Hand sanitizers not shown to cut school absences

Article: Study: Hand sanitizers not shown to cut school absences
Putting alcohol-based hand sanitizers in classrooms in the hopes of reducing school absences due to illness may not be worth the expense in high-income countries where clean water for washing hands is readily available, a study says.

It finds that adding the sanitizers to school-age kids' usual hand hygiene routine — washing with soap and water — did not reduce illness-related absences.

The findings, reported in this week's PLOS Medicine, do not apply to hospitals and health care facilities or in controlling the spread of gastrointestinal illness where hand sanitizers remain a vital component of infection control, says lead study author Patricia Priest of New Zealand's University of Otago, in Dunedin, in an e-mail.
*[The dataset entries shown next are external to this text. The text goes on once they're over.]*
//! Provider trait — the abstraction over streaming LLM backends.
//!
//! A provider translates one provider-agnostic request into its own wire
//! protocol and emits the normalized event set below. Upstream code never
//! sees provider-shaped chunks and never branches on provider.

use async_trait::async_trait;
use serde::{Deserialize, Serialize};
use tokio::sync::mpsc;

use crate::chat::ChatMessage;
use crate::error::ProviderError;

/// A tool definition sent to the LLM so it knows what it can call.
#[derive(Debug, Clone, Serialize, Deserialize)]
pub struct ToolDefinition {
    pub name: String,
    pub description: String,
    /// JSON Schema describing the tool's input contract.
    pub input_schema: serde_json::Value,
}

/// Why a stream stopped.
#[derive(Debug, Clone, Copy, PartialEq, Eq, Serialize, Deserialize)]
#[serde(rename_all = "snake_case")]
pub enum StopReason {
    EndTurn,
    ToolUse,
    MaxTokens,
    Error,
}

/// Token accounting for one stream. The four counters are non-overlapping:
/// `input_tokens` covers only uncached input; cache reads and writes are
/// reported separately so the cost calculator neither double-counts nor
/// under-counts.
#[derive(Debug, Clone, Copy, Default, PartialEq, Eq, Serialize, Deserialize)]
pub struct TokenUsage {
    pub input_tokens: u64,
    pub output_tokens: u64,
    pub cache_read_tokens: u64,
    pub cache_write_tokens: u64,
}

impl TokenUsage {
    /// Fold another usage report into this one (accumulation across
    /// iterations of an agent invocation).
    pub fn absorb(&mut self, other: &TokenUsage) {
        self.input_tokens += other.input_tokens;
        self.output_tokens += other.output_tokens;
        self.cache_read_tokens += other.cache_read_tokens;
        self.cache_write_tokens += other.cache_write_tokens;
    }

    pub fn total(&self) -> u64 {
        self.input_tokens + self.output_tokens
    }
}

/// Normalized streaming events emitted by every provider.
#[derive(Debug, Clone, Serialize, Deserialize)]
#[serde(tag = "type", rename_all = "snake_case")]
pub enum StreamEvent {
    /// Incremental assistant text.
    TextDelta { text: String },

    /// The model began a tool invocation; arguments follow as deltas.
    ToolCallStart { id: String, name: String },

    /// A fragment of the streamed argument JSON. Providers buffer these
    /// internally; the fragment is surfaced for observability only.
    ToolCallArgsDelta { id: String, fragment: String },

    /// Arguments fully assembled and parsed; ready to dispatch.
    ToolCallComplete {
        id: String,
        name: String,
        input: serde_json::Value,
    },

    /// Final accounting for the stream (may arrive before `Stop`).
    Usage { usage: TokenUsage },

    /// The stream ended.
    Stop { reason: StopReason },
}

/// A provider-agnostic streaming request.
#[derive(Debug, Clone)]
pub struct StreamRequest {
    pub messages: Vec<ChatMessage>,
    pub tools: Vec<ToolDefinition>,
    /// System prompt; providers place it wherever their protocol wants it.
    pub system: String,
    pub max_output_tokens: u32,
}

/// The receiver half of a provider stream. Transport failures arrive as
/// `Err` items; the channel closing without a `Stop` means the stream was
/// severed.
pub type EventStream = mpsc::Receiver<Result<StreamEvent, ProviderError>>;

/// The streaming LLM provider trait.
#[async_trait]
pub trait LlmProvider: Send + Sync {
    /// Provider name, e.g. "anthropic".
    fn name(&self) -> &str;

    /// The model this provider instance targets.
    fn model(&self) -> &str;

    /// Open a stream for the given request.
    async fn stream(&self, request: StreamRequest) -> Result<EventStream, ProviderError>;
}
The study looked at 2,443 students, ages 5 to 11, in 68 schools in New Zealand. They each received a 30-minute in-class hand hygiene education lesson that reinforced knowledge about "germs causing sickness, and the need to wash hands well with soap and water after using the toilet, before eating, after touching pets, etc.," says Priest, a public health physician and infectious disease epidemiologist at the university's Dunedin School of Medicine.
So, hand washing is more effective than hand sanitizer in stop spreading illness.